Air traffic controllers across the United States were the first to realize the hijackers' deadly, coordinated mission on Sept. 11, leaving deep scars on people whose job requires total concentration and control.
Controllers at the Boston Center knew American Airlines Flight 11, which departed at 7:59 a.m. ET from Boston for its flight to Los Angeles, was hijacked 30 minutes before it crashed. They tracked it to New York on their radar scopes.
"I watched the target of American 11 the whole way down," said Boston controller Mark Hodgkins. But it was only when the television pictures of a burning World Trade Center tower came on, that he knew why the flight had disappeared from his scope.
For Doug McKay, a 20-year veteran at the Boston Center, the hijacked flights hit much closer to home.
Before he left for work on Sept. 11, he heard on radio and television that the World Trade Center's North Tower had been hit. As he was watching the news report, he saw the second flight slam into the South Tower.
Not knowing a flight from Boston was involved, McKay left his house in Nashua, N.H., and drove the 25 minutes to work, listening to the news.
That morning, McKay's wife Susan, an assistant vice president for the retail conglomerate TJX Companies, left on a business trip. She was on American Airlines Flight 11.
"At the front door of the center was a supervisor and two controllers from my area and the supervisor asked me what flight Susan was on," he recalled. Once McKay told him, his supervisor told him to come with him. "And that's [when] I knew that… the flight Susan was on was involved in this."
"In that instant, it's just like someone hit you in the stomach, you know," McKay told ABCNEWS. "It's just unbelievable." He then had to go home and tell his 14-year-old son and 9-year-old daughter they had lost their mother.
Even worse, if McKay had worked an earlier shift that day, there was a good chance he would have been the controller who tracked the hijacked flight from Boston that his wife was on.

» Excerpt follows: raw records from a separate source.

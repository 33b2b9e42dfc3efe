//! Exponential backoff schedule for gossip retries.

use std::time::Duration;

/// Configuration for retry backoff.
#[derive(Debug, Clone)]
pub struct BackoffConfig {
    /// Wait after the first failed attempt (default: 500ms)
    pub base: Duration,
    /// Multiplier applied after every failure (default: 2.0)
    pub factor: f64,
    /// Ceiling on the wait (default: None = grows without bound)
    pub max_delay: Option<Duration>,
}

impl Default for BackoffConfig {
    fn default() -> Self {
        Self {
            base: Duration::from_millis(500),
            factor: 2.0,
            max_delay: None,
        }
    }
}

/// Wait before the retry that follows failed attempt number `attempt` (1-based).
pub fn calculate_backoff(attempt: u32, config: &BackoffConfig) -> Duration {
    let exponent = attempt.saturating_sub(1).min(i32::MAX as u32) as i32;
    let delay_secs = config.base.as_secs_f64() * config.factor.powi(exponent);

    let capped = match config.max_delay {
        Some(max) => delay_secs.min(max.as_secs_f64()),
        None => delay_secs,
    };

    // Past ~584 billion years from_secs_f64 would panic; saturate instead
    Duration::try_from_secs_f64(capped).unwrap_or(Duration::MAX)
}

/// Backoff state private to one delivery.
#[derive(Debug, Clone)]
pub struct Backoff {
    config: BackoffConfig,
    /// Failed attempts so far
    attempts: u32,
}

impl Backoff {
    pub fn new(config: BackoffConfig) -> Self {
        Self {
            config,
            attempts: 0,
        }
    }

    /// Number of failures recorded.
    pub fn attempts(&self) -> u32 {
        self.attempts
    }

    /// Record a failed attempt and return how long to wait before the next one.
    pub fn advance(&mut self) -> Duration {
        self.attempts = self.attempts.saturating_add(1);
        calculate_backoff(self.attempts, &self.config)
    }

    /// Wait that the next `advance` will return.
    pub fn current(&self) -> Duration {
        calculate_backoff(self.attempts.saturating_add(1), &self.config)
    }
}
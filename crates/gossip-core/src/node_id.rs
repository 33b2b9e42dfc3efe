//! NodeId: Identifier for a node or client in the cluster.
//!
//! The cluster assigns these (e.g. "n1" for nodes, "c4" for clients), so
//! unlike a generated ID there is no format to validate beyond non-empty.

use serde::{Deserialize, Serialize};
use std::borrow::Borrow;
use std::fmt::{self, Display, Formatter};

/// A cluster-assigned identifier for a node or client.
///
/// # Examples
/// ```
/// use gossip_core::NodeId;
///
/// let id = NodeId::from("n1");
/// assert_eq!(id.to_string(), "n1");
/// assert!(id.is_server());
/// ```
#[derive(Debug, Clone, PartialEq, Eq, Hash, PartialOrd, Ord, Serialize, Deserialize)]
#[serde(transparent)]
pub struct NodeId(String);

impl NodeId {
    pub fn new(id: impl Into<String>) -> Self {
        Self(id.into())
    }

    pub fn as_str(&self) -> &str {
        &self.0
    }

    /// Whether this ID names a cluster node rather than a client.
    ///
    /// Clients are conventionally prefixed with `c`.
    pub fn is_server(&self) -> bool {
        !self.0.starts_with('c')
    }
}

impl Display for NodeId {
    fn fmt(&self, f: &mut Formatter<'_>) -> fmt::Result {
        f.write_str(&self.0)
    }
}

impl From<&str> for NodeId {
    fn from(id: &str) -> Self {
        Self(id.to_string())
    }
}

impl From<String> for NodeId {
    fn from(id: String) -> Self {
        Self(id)
    }
}

// Lets topology maps keyed by NodeId be looked up with a plain &str
impl Borrow<str> for NodeId {
    fn borrow(&self) -> &str {
        &self.0
    }
}
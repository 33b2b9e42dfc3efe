//! This node's neighbor list.
//!
//! Replaced wholesale on every topology message. Readers get an
//! `Arc<[NodeId]>` so one fan-out always walks a single consistent list,
//! even if an update lands halfway through it.

use crate::NodeId;
use std::collections::HashMap;
use std::sync::{Arc, RwLock};
use tracing::{debug, warn};

pub struct Topology {
    /// Our own ID, never kept as a neighbor
    node_id: NodeId,
    neighbors: RwLock<Arc<[NodeId]>>,
}

impl Topology {
    /// Create an empty topology for `node_id`.
    pub fn new(node_id: NodeId) -> Self {
        Self {
            node_id,
            neighbors: RwLock::new(Arc::from(Vec::new())),
        }
    }

    pub fn node_id(&self) -> &NodeId {
        &self.node_id
    }

    /// Replace the neighbor list. Our own ID and duplicates are dropped.
    pub fn set_neighbors(&self, neighbors: Vec<NodeId>) {
        let mut filtered: Vec<NodeId> = Vec::with_capacity(neighbors.len());
        for neighbor in neighbors {
            if neighbor != self.node_id && !filtered.contains(&neighbor) {
                filtered.push(neighbor);
            }
        }

        debug!("Neighbors of {} set to {:?}", self.node_id, filtered);
        *self.neighbors.write().unwrap_or_else(|e| e.into_inner()) = Arc::from(filtered);
    }

    /// Pick our entry out of a full cluster topology.
    ///
    /// A map without an entry for us still replaces the list (with nothing).
    pub fn apply_topology(&self, topology: &HashMap<NodeId, Vec<NodeId>>) {
        match topology.get(&self.node_id) {
            Some(neighbors) => self.set_neighbors(neighbors.clone()),
            None => {
                warn!(
                    "Topology has no entry for {} ({} nodes listed), clearing neighbors",
                    self.node_id,
                    topology.len()
                );
                self.set_neighbors(Vec::new());
            }
        }
    }

    /// The list in effect right now.
    pub fn neighbors(&self) -> Arc<[NodeId]> {
        self.neighbors
            .read()
            .unwrap_or_else(|e| e.into_inner())
            .clone()
    }
}
use crate::domain::sales::FactRecord;
use crate::domain::summary::{average, to_float, ProductSummary, RegionSummary};
use crate::error::{PipelineError, PipelineResult};
use crate::source::{SourceRows, SourceValue};
use rust_decimal::Decimal;
use std::collections::BTreeSet;

// Decoding of warehouse rows into domain types. Anything the source returns in
// an unexpected shape is reported as a QueryError.

fn invalid(detail: String) -> PipelineError {
    PipelineError::QueryError(format!("unexpected source row: {detail}"))
}

fn require_column(rows: &SourceRows, name: &str) -> PipelineResult<usize> {
    rows.column_index(name)
        .ok_or_else(|| invalid(format!("missing column {name}")))
}

fn cell<'a>(row: &'a [SourceValue], idx: usize, name: &str) -> PipelineResult<&'a SourceValue> {
    row.get(idx)
        .ok_or_else(|| invalid(format!("row too short for column {name}")))
}

/// NULL text decodes as the empty string.
fn text(row: &[SourceValue], idx: usize, name: &str) -> PipelineResult<String> {
    match cell(row, idx, name)? {
        SourceValue::Null => Ok(String::new()),
        v => v
            .as_text()
            .map(str::to_string)
            .ok_or_else(|| invalid(format!("{name} is not text: {v:?}"))),
    }
}

/// NULL amounts decode as zero.
fn amount(row: &[SourceValue], idx: usize, name: &str) -> PipelineResult<Decimal> {
    match cell(row, idx, name)? {
        SourceValue::Null => Ok(Decimal::ZERO),
        v => v
            .as_decimal()
            .ok_or_else(|| invalid(format!("{name} is not numeric: {v:?}"))),
    }
}

fn count(row: &[SourceValue], idx: usize, name: &str) -> PipelineResult<i64> {
    let v = cell(row, idx, name)?;
    let n = v
        .as_i64()
        .ok_or_else(|| invalid(format!("{name} is not an integer: {v:?}")))?;
    if n < 0 {
        return Err(invalid(format!("{name} is negative: {n}")));
    }
    Ok(n)
}

fn unique_key(seen: &mut BTreeSet<String>, key: &str, kind: &str) -> PipelineResult<()> {
    if !seen.insert(key.to_string()) {
        return Err(invalid(format!("duplicate {kind} {key:?}")));
    }
    Ok(())
}

pub fn facts_from_rows(rows: &SourceRows) -> PipelineResult<Vec<FactRecord>> {
    let product = require_column(rows, "product")?;
    let region = require_column(rows, "region")?;
    let amount_idx = require_column(rows, "amount")?;
    let status = require_column(rows, "status")?;
    let date_idx = require_column(rows, "sale_date")?;

    let mut out = Vec::with_capacity(rows.len());
    for row in &rows.rows {
        let sale_date = match cell(row, date_idx, "sale_date")? {
            SourceValue::Null => None,
            v => Some(
                v.as_date()
                    .ok_or_else(|| invalid(format!("sale_date is not a date: {v:?}")))?,
            ),
        };

        out.push(FactRecord {
            product: text(row, product, "product")?,
            region: text(row, region, "region")?,
            amount: amount(row, amount_idx, "amount")?,
            status: text(row, status, "status")?,
            sale_date,
        });
    }
    Ok(out)
}

pub fn region_summaries_from_rows(rows: &SourceRows) -> PipelineResult<Vec<RegionSummary>> {
    let region = require_column(rows, "region")?;
    let total = require_column(rows, "total_amount")?;
    let deals = require_column(rows, "deal_count")?;
    let closed = require_column(rows, "closed_amount")?;
    let open = require_column(rows, "open_amount")?;

    let mut seen = BTreeSet::new();
    let mut out = Vec::with_capacity(rows.len());
    for row in &rows.rows {
        let key = text(row, region, "region")?;
        unique_key(&mut seen, &key, "region")?;

        let total_amount = amount(row, total, "total_amount")?;
        let deal_count = count(row, deals, "deal_count")?;
        out.push(RegionSummary {
            region: key,
            total_amount: to_float(total_amount),
            deal_count,
            avg_deal_size: average(total_amount, deal_count),
            closed_amount: to_float(amount(row, closed, "closed_amount")?),
            open_amount: to_float(amount(row, open, "open_amount")?),
        });
    }
    Ok(out)
}

pub fn product_summaries_from_rows(rows: &SourceRows) -> PipelineResult<Vec<ProductSummary>> {
    let product = require_column(rows, "product")?;
    let total = require_column(rows, "total_amount")?;
    let deals = require_column(rows, "deal_count")?;

    let mut seen = BTreeSet::new();
    let mut out = Vec::with_capacity(rows.len());
    for row in &rows.rows {
        let key = text(row, product, "product")?;
        unique_key(&mut seen, &key, "product")?;

        let total_amount = amount(row, total, "total_amount")?;
        let deal_count = count(row, deals, "deal_count")?;
        out.push(ProductSummary {
            product: key,
            total_amount: to_float(total_amount),
            deal_count,
            avg_deal_size: average(total_amount, deal_count),
        });
    }
    Ok(out)
}

#[cfg(test)]
mod tests {
    use super::*;
    use crate::source::Grouping;
    use chrono::NaiveDate;

    fn fact_row(amount: SourceValue, status: SourceValue) -> Vec<SourceValue> {
        vec![
            SourceValue::Text("Widget".to_string()),
            SourceValue::Text("US".to_string()),
            amount,
            status,
            SourceValue::Date(NaiveDate::from_ymd_opt(2026, 1, 2).unwrap()),
        ]
    }

    #[test]
    fn decodes_facts_with_null_amount_and_status() {
        let mut rows = SourceRows::new(Grouping::Facts);
        rows.rows.push(fact_row(SourceValue::Null, SourceValue::Null));
        rows.rows.push(fact_row(
            SourceValue::Float(12.5),
            SourceValue::Text("Closed".to_string()),
        ));

        let facts = facts_from_rows(&rows).unwrap();
        assert_eq!(facts[0].amount, Decimal::ZERO);
        assert_eq!(facts[0].status, "");
        assert!(!facts[0].is_closed());
        assert_eq!(facts[1].amount, Decimal::new(125, 1));
        assert!(facts[1].is_closed());
    }

    #[test]
    fn rejects_missing_columns() {
        let rows = SourceRows {
            columns: vec!["product".to_string()],
            rows: Vec::new(),
        };
        let err = facts_from_rows(&rows).unwrap_err();
        assert!(matches!(err, PipelineError::QueryError(_)));
        assert!(err.to_string().contains("missing column region"));
    }

    #[test]
    fn null_sale_date_decodes_as_undated_fact() {
        let mut rows = SourceRows::new(Grouping::Facts);
        let mut row = fact_row(SourceValue::Int(100), SourceValue::Text("Closed".to_string()));
        row[4] = SourceValue::Null;
        rows.rows.push(row);

        let facts = facts_from_rows(&rows).unwrap();
        assert_eq!(facts[0].sale_date, None);
        assert_eq!(facts[0].amount, Decimal::from(100));
    }

    #[test]
    fn rejects_non_date_sale_date() {
        let mut rows = SourceRows::new(Grouping::Facts);
        let mut row = fact_row(SourceValue::Int(1), SourceValue::Null);
        row[4] = SourceValue::Text("yesterday".to_string());
        rows.rows.push(row);
        assert!(facts_from_rows(&rows).is_err());
    }

    #[test]
    fn rejects_duplicate_product_groups() {
        let mut rows = SourceRows::new(Grouping::Product);
        for _ in 0..2 {
            rows.rows.push(vec![
                SourceValue::Text("Widget".to_string()),
                SourceValue::Decimal(Decimal::from(10)),
                SourceValue::Int(1),
                SourceValue::Decimal(Decimal::from(10)),
            ]);
        }
        let err = product_summaries_from_rows(&rows).unwrap_err();
        assert!(err.to_string().contains("duplicate product"));
    }

    #[test]
    fn recomputes_average_from_total_and_count() {
        let mut rows = SourceRows::new(Grouping::Product);
        rows.rows.push(vec![
            SourceValue::Text("Widget".to_string()),
            SourceValue::Decimal(Decimal::from(90)),
            SourceValue::Int(4),
            SourceValue::Null,
        ]);
        let out = product_summaries_from_rows(&rows).unwrap();
        assert_eq!(out[0].avg_deal_size, Some(22.5));
    }

    #[test]
    fn rejects_negative_counts() {
        let mut rows = SourceRows::new(Grouping::Region);
        rows.rows.push(vec![
            SourceValue::Text("US".to_string()),
            SourceValue::Int(0),
            SourceValue::Int(-1),
            SourceValue::Null,
            SourceValue::Int(0),
            SourceValue::Int(0),
        ]);
        assert!(region_summaries_from_rows(&rows).is_err());
    }
}
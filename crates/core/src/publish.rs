use crate::blob::{BlobStore, JSON_CONTENT_TYPE};
use crate::domain::sales::ResultSet;
use crate::error::{PipelineError, PipelineResult};
use serde::Serialize;
use std::sync::Arc;

#[derive(Debug, Clone, PartialEq, Eq)]
pub struct PublishReceipt {
    pub result_set: ResultSet,
    pub key: String,
    pub records: usize,
    pub bytes: usize,
}

/// Writes result sets to their fixed snapshot keys.
#[derive(Clone)]
pub struct Publisher {
    store: Arc<dyn BlobStore>,
    bucket: String,
}

impl Publisher {
    pub fn new(store: Arc<dyn BlobStore>, bucket: impl Into<String>) -> Self {
        Self {
            store,
            bucket: bucket.into(),
        }
    }

    pub fn bucket(&self) -> &str {
        &self.bucket
    }

    /// Serializes `records` as one JSON array, in the given order, and replaces
    /// the snapshot with a single write.
    pub async fn publish<T>(&self, result_set: ResultSet, records: &[T]) -> PipelineResult<PublishReceipt>
    where
        T: Serialize + Sync,
    {
        let key = result_set.object_key();
        let body = serde_json::to_vec(records).map_err(|e| {
            PipelineError::PublishError(format!("failed to serialize {result_set}: {e}"))
        })?;
        let bytes = body.len();

        self.store
            .put(&self.bucket, &key, body, JSON_CONTENT_TYPE)
            .await
            .map_err(|e| PipelineError::PublishError(format!("{}/{key}: {e}", self.bucket)))?;

        tracing::info!(
            backend = self.store.backend_name(),
            bucket = %self.bucket,
            %key,
            records = records.len(),
            bytes,
            "published snapshot"
        );

        Ok(PublishReceipt {
            result_set,
            key,
            records: records.len(),
            bytes,
        })
    }
}

#[cfg(test)]
mod tests {
    use super::*;
    use crate::blob::MemoryBlobStore;
    use crate::domain::summary::ProductSummary;

    #[tokio::test]
    async fn writes_json_array_to_fixed_key() {
        let store = Arc::new(MemoryBlobStore::new());
        let publisher = Publisher::new(store.clone(), "revops-processed");
        let rows = vec![ProductSummary {
            product: "Widget".to_string(),
            total_amount: 10.0,
            deal_count: 1,
            avg_deal_size: Some(10.0),
        }];

        let receipt = publisher.publish(ResultSet::ByProduct, &rows).await.unwrap();
        assert_eq!(receipt.key, "pipeline/by-product/data.json");
        assert_eq!(receipt.records, 1);

        let bytes = store.get("revops-processed", &receipt.key).await.unwrap();
        assert_eq!(bytes.len(), receipt.bytes);
        assert!(bytes.starts_with(b"[{\"product\":\"Widget\""));
        assert_eq!(
            store.content_type("revops-processed", &receipt.key).as_deref(),
            Some("application/json")
        );
    }

    #[tokio::test]
    async fn empty_result_set_publishes_empty_array() {
        let store = Arc::new(MemoryBlobStore::new());
        let publisher = Publisher::new(store.clone(), "b");
        publisher
            .publish::<ProductSummary>(ResultSet::ByRegion, &[])
            .await
            .unwrap();
        assert_eq!(
            store.get("b", "pipeline/by-region/data.json").await.unwrap(),
            b"[]".to_vec()
        );
    }

    #[tokio::test]
    async fn storage_failure_is_a_publish_error() {
        let store = Arc::new(MemoryBlobStore::new());
        store.fail_writes_to("pipeline/by-region/data.json");
        let publisher = Publisher::new(store, "b");

        let err = publisher
            .publish::<ProductSummary>(ResultSet::ByRegion, &[])
            .await
            .unwrap_err();
        assert!(matches!(err, PipelineError::PublishError(_)));
    }
}
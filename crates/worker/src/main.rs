use clap::{Parser, ValueEnum};
use revops_core::pipeline::AggregationMode;
use tracing_subscriber::EnvFilter;
use tracing_subscriber::{layer::SubscriberExt, util::SubscriberInitExt};

mod job;

#[derive(Debug, Parser)]
#[command(name = "revops_worker")]
struct Args {
    /// Aggregate and log the result without writing any snapshot.
    #[arg(long)]
    dry_run: bool,

    /// Where the group-by runs: here, or inside the warehouse.
    #[arg(long, value_enum, default_value_t = Mode::InProcess)]
    mode: Mode,
}

#[derive(Debug, Clone, Copy, ValueEnum)]
enum Mode {
    InProcess,
    Pushdown,
}

impl From<Mode> for AggregationMode {
    fn from(mode: Mode) -> Self {
        match mode {
            Mode::InProcess => AggregationMode::InProcess,
            Mode::Pushdown => AggregationMode::Pushdown,
        }
    }
}

#[tokio::main]
async fn main() -> anyhow::Result<()> {
    dotenvy::dotenv().ok();

    let settings = revops_core::config::Settings::from_env()?;
    let _sentry_guard = init_sentry(&settings);

    tracing_subscriber::registry()
        .with(EnvFilter::from_default_env())
        .with(tracing_subscriber::fmt::layer())
        .with(sentry_tracing::layer())
        .init();

    let args = Args::parse();

    if let Err(err) = job::run(&settings, args.mode.into(), args.dry_run).await {
        sentry_anyhow::capture_anyhow(&err);
        tracing::error!(error = %format!("{err:#}"), "pipeline job failed");
        return Err(err);
    }

    Ok(())
}

fn init_sentry(settings: &revops_core::config::Settings) -> Option<sentry::ClientInitGuard> {
    let dsn = settings.sentry_dsn.as_deref()?;
    Some(sentry::init((
        dsn,
        sentry::ClientOptions {
            release: sentry::release_name!(),
            ..Default::default()
        },
    )))
}
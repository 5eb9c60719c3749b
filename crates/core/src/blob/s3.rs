use super::{BlobError, BlobStore};
use aws_sdk_s3::error::DisplayErrorContext;
use aws_sdk_s3::primitives::ByteStream;
use aws_sdk_s3::Client;

/// S3 (or S3-compatible) store. Credentials and region come from the standard
/// AWS provider chain; nothing is read from `Settings`.
#[derive(Debug, Clone)]
pub struct S3BlobStore {
    client: Client,
}

impl S3BlobStore {
    pub async fn from_env() -> Self {
        let config = aws_config::load_defaults(aws_config::BehaviorVersion::latest()).await;
        Self::new(Client::new(&config))
    }

    pub fn new(client: Client) -> Self {
        Self { client }
    }
}

#[async_trait::async_trait]
impl BlobStore for S3BlobStore {
    fn backend_name(&self) -> &'static str {
        "s3"
    }

    async fn put(
        &self,
        bucket: &str,
        key: &str,
        bytes: Vec<u8>,
        content_type: &str,
    ) -> Result<(), BlobError> {
        self.client
            .put_object()
            .bucket(bucket)
            .key(key)
            .content_type(content_type)
            .body(ByteStream::from(bytes))
            .send()
            .await
            .map_err(|e| {
                BlobError::Backend(format!("put s3://{bucket}/{key}: {}", DisplayErrorContext(&e)))
            })?;
        Ok(())
    }

    async fn get(&self, bucket: &str, key: &str) -> Result<Vec<u8>, BlobError> {
        let out = match self.client.get_object().bucket(bucket).key(key).send().await {
            Ok(out) => out,
            Err(err) => {
                if err.as_service_error().is_some_and(|e| e.is_no_such_key()) {
                    return Err(BlobError::NotFound {
                        bucket: bucket.to_string(),
                        key: key.to_string(),
                    });
                }
                return Err(BlobError::Backend(format!(
                    "get s3://{bucket}/{key}: {}",
                    DisplayErrorContext(&err)
                )));
            }
        };

        let data = out.body.collect().await.map_err(|e| {
            BlobError::Backend(format!("read body of s3://{bucket}/{key}: {e}"))
        })?;
        Ok(data.into_bytes().to_vec())
    }
}
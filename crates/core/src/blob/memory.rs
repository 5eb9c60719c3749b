use super::{BlobError, BlobStore};
use std::collections::{HashMap, HashSet};
use std::sync::Mutex;

#[derive(Debug, Clone)]
struct StoredObject {
    bytes: Vec<u8>,
    content_type: String,
}

/// Process-local object store for tests and dry runs.
#[derive(Debug, Default)]
pub struct MemoryBlobStore {
    objects: Mutex<HashMap<(String, String), StoredObject>>,
    failing_keys: Mutex<HashSet<String>>,
}

impl MemoryBlobStore {
    pub fn new() -> Self {
        Self::default()
    }

    /// Makes every later `put` to `key` fail, in any bucket.
    pub fn fail_writes_to(&self, key: &str) {
        self.failing_keys
            .lock()
            .unwrap_or_else(|e| e.into_inner())
            .insert(key.to_string());
    }

    pub fn content_type(&self, bucket: &str, key: &str) -> Option<String> {
        self.objects
            .lock()
            .unwrap_or_else(|e| e.into_inner())
            .get(&(bucket.to_string(), key.to_string()))
            .map(|o| o.content_type.clone())
    }

    pub fn len(&self) -> usize {
        self.objects.lock().unwrap_or_else(|e| e.into_inner()).len()
    }

    pub fn is_empty(&self) -> bool {
        self.len() == 0
    }
}

#[async_trait::async_trait]
impl BlobStore for MemoryBlobStore {
    fn backend_name(&self) -> &'static str {
        "memory"
    }

    async fn put(
        &self,
        bucket: &str,
        key: &str,
        bytes: Vec<u8>,
        content_type: &str,
    ) -> Result<(), BlobError> {
        if self
            .failing_keys
            .lock()
            .unwrap_or_else(|e| e.into_inner())
            .contains(key)
        {
            return Err(BlobError::Backend(format!("injected write failure for {key}")));
        }

        let object = StoredObject {
            bytes,
            content_type: content_type.to_string(),
        };
        self.objects
            .lock()
            .map_err(|_| BlobError::Backend("memory store lock poisoned".to_string()))?
            .insert((bucket.to_string(), key.to_string()), object);
        Ok(())
    }

    async fn get(&self, bucket: &str, key: &str) -> Result<Vec<u8>, BlobError> {
        self.objects
            .lock()
            .map_err(|_| BlobError::Backend("memory store lock poisoned".to_string()))?
            .get(&(bucket.to_string(), key.to_string()))
            .map(|o| o.bytes.clone())
            .ok_or_else(|| BlobError::NotFound {
                bucket: bucket.to_string(),
                key: key.to_string(),
            })
    }
}
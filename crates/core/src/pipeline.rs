use crate::aggregate::{self, Aggregates};
use crate::domain::contract;
use crate::domain::sales::ResultSet;
use crate::error::PipelineResult;
use crate::publish::{PublishReceipt, Publisher};
use crate::source::{Grouping, SalesSource, SourceQuery};
use serde::Serialize;
use std::time::Instant;
use uuid::Uuid;

/// Where the group-by happens.
#[derive(Debug, Clone, Copy, Default, PartialEq, Eq, Serialize)]
#[serde(rename_all = "kebab-case")]
pub enum AggregationMode {
    /// Fetch fact rows and aggregate here.
    #[default]
    InProcess,
    /// Let the source group and only decode its rows.
    Pushdown,
}

#[derive(Debug, Clone)]
pub struct Extract {
    pub rows_read: usize,
    pub aggregates: Aggregates,
}

#[derive(Debug, Clone, PartialEq, Eq, Serialize)]
#[serde(tag = "status", rename_all = "snake_case")]
pub enum PublishOutcome {
    Published {
        key: String,
        records: usize,
        bytes: usize,
    },
    Failed {
        error: String,
    },
}

impl PublishOutcome {
    pub fn is_published(&self) -> bool {
        matches!(self, PublishOutcome::Published { .. })
    }
}

impl From<PipelineResult<PublishReceipt>> for PublishOutcome {
    fn from(res: PipelineResult<PublishReceipt>) -> Self {
        match res {
            Ok(r) => PublishOutcome::Published {
                key: r.key,
                records: r.records,
                bytes: r.bytes,
            },
            Err(e) => PublishOutcome::Failed {
                error: e.to_string(),
            },
        }
    }
}

#[derive(Debug, Clone, Serialize)]
pub struct RunReport {
    pub run_id: Uuid,
    pub mode: AggregationMode,
    pub rows_read: usize,
    pub regions: usize,
    pub products: usize,
    pub by_region: PublishOutcome,
    pub by_product: PublishOutcome,
}

impl RunReport {
    pub fn is_complete(&self) -> bool {
        self.by_region.is_published() && self.by_product.is_published()
    }

    pub fn failures(&self) -> Vec<(ResultSet, &str)> {
        [
            (ResultSet::ByRegion, &self.by_region),
            (ResultSet::ByProduct, &self.by_product),
        ]
        .into_iter()
        .filter_map(|(set, outcome)| match outcome {
            PublishOutcome::Failed { error } => Some((set, error.as_str())),
            PublishOutcome::Published { .. } => None,
        })
        .collect()
    }
}

/// Reads from the source and builds both result sets. Nothing is written.
pub async fn extract(source: &dyn SalesSource, mode: AggregationMode) -> PipelineResult<Extract> {
    let t0 = Instant::now();
    let extract = match mode {
        AggregationMode::InProcess => {
            let rows = source.query(&SourceQuery::facts()).await?;
            let facts = contract::facts_from_rows(&rows)?;
            Extract {
                rows_read: rows.len(),
                aggregates: aggregate::aggregate(&facts)?,
            }
        }
        AggregationMode::Pushdown => {
            let region_rows = source.query(&SourceQuery::grouped(Grouping::Region)).await?;
            let product_rows = source.query(&SourceQuery::grouped(Grouping::Product)).await?;
            Extract {
                rows_read: region_rows.len() + product_rows.len(),
                aggregates: aggregate::from_pushdown(&region_rows, &product_rows)?,
            }
        }
    };

    tracing::info!(
        source = source.source_name(),
        ?mode,
        rows_read = extract.rows_read,
        regions = extract.aggregates.by_region.len(),
        products = extract.aggregates.by_product.len(),
        elapsed_ms = t0.elapsed().as_millis(),
        "aggregation finished"
    );
    Ok(extract)
}

/// Publishes both result sets. Each write is attempted regardless of how the
/// other one went.
pub async fn publish_all(
    publisher: &Publisher,
    aggregates: &Aggregates,
) -> (PublishOutcome, PublishOutcome) {
    let by_region: PublishOutcome = publisher
        .publish(ResultSet::ByRegion, &aggregates.by_region)
        .await
        .into();
    if let PublishOutcome::Failed { error } = &by_region {
        tracing::error!(result_set = %ResultSet::ByRegion, %error, "publish failed");
    }

    let by_product: PublishOutcome = publisher
        .publish(ResultSet::ByProduct, &aggregates.by_product)
        .await
        .into();
    if let PublishOutcome::Failed { error } = &by_product {
        tracing::error!(result_set = %ResultSet::ByProduct, %error, "publish failed");
    }

    (by_region, by_product)
}

/// One full extract, aggregate and publish cycle. A source failure returns
/// `Err` before anything is written; publish failures are reported per result
/// set in the returned report.
pub async fn run(
    source: &dyn SalesSource,
    publisher: &Publisher,
    mode: AggregationMode,
) -> PipelineResult<RunReport> {
    let run_id = Uuid::new_v4();
    tracing::info!(%run_id, ?mode, bucket = publisher.bucket(), "pipeline run started");

    let extract = match extract(source, mode).await {
        Ok(extract) => extract,
        Err(err) => {
            tracing::error!(%run_id, kind = err.kind(), error = %err, "pipeline run aborted");
            return Err(err);
        }
    };
    let (by_region, by_product) = publish_all(publisher, &extract.aggregates).await;

    let report = RunReport {
        run_id,
        mode,
        rows_read: extract.rows_read,
        regions: extract.aggregates.by_region.len(),
        products: extract.aggregates.by_product.len(),
        by_region,
        by_product,
    };

    if report.is_complete() {
        tracing::info!(%run_id, rows_read = report.rows_read, "pipeline run completed");
    } else {
        tracing::warn!(
            %run_id,
            failed = report.failures().len(),
            "pipeline run finished with failed publishes"
        );
    }
    Ok(report)
}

"I could never see myself sitting in front of an air scope again," he said. "I don't believe I have the concentration, or even probably the courage."
A few years away from retirement, his fellow controllers transferred their own vacation and leave time to him so he could retire early to raise his two children and do something other than control airplanes.
"And I have to start some new life," said McKay, "which I don't know what it's going to be yet."
Others Recall Trying to Contact Planes in Vain
John Werth, a controller in Cleveland, first heard the screams from the cockpit of United 93, and tried in vain to contact it. That flight crashed in a Pennsylvania field.
Despite what he went through, he took only a short break and came back for a second shift on Sept. 11. He has not missed a day of work since.
But like McKay, for others, it was harder. Washington controller Danielle O'Brien handled American Airlines Flight 77 on take-off and then watched as it headed back at full speed towards the Pentagon. "They were blips and [then] they were human lives," she said.
O'Brien, who is now back at work, took several weeks off, because she was deeply shaken by what happened.
"I'll see it for the rest of my life," she said. "I'll hear it for the rest of my life."
Like the rest of America, the air traffic controllers, at a convention this week in Cleveland, Ohio, have had to learn how to cope with the tragedy.
"We surely weren't trained for this, we didn't expect this," said Brad Troy, who has been a controller for 18 years. "Controllers that day were uniquely wounded."
Troy and other union controllers have been called on to counsel more than 1,500 of their members since Sept. 11. "There's a lot of second guessing," he said. "What could have we done better, how could we have prevented this, why didn't we see this?"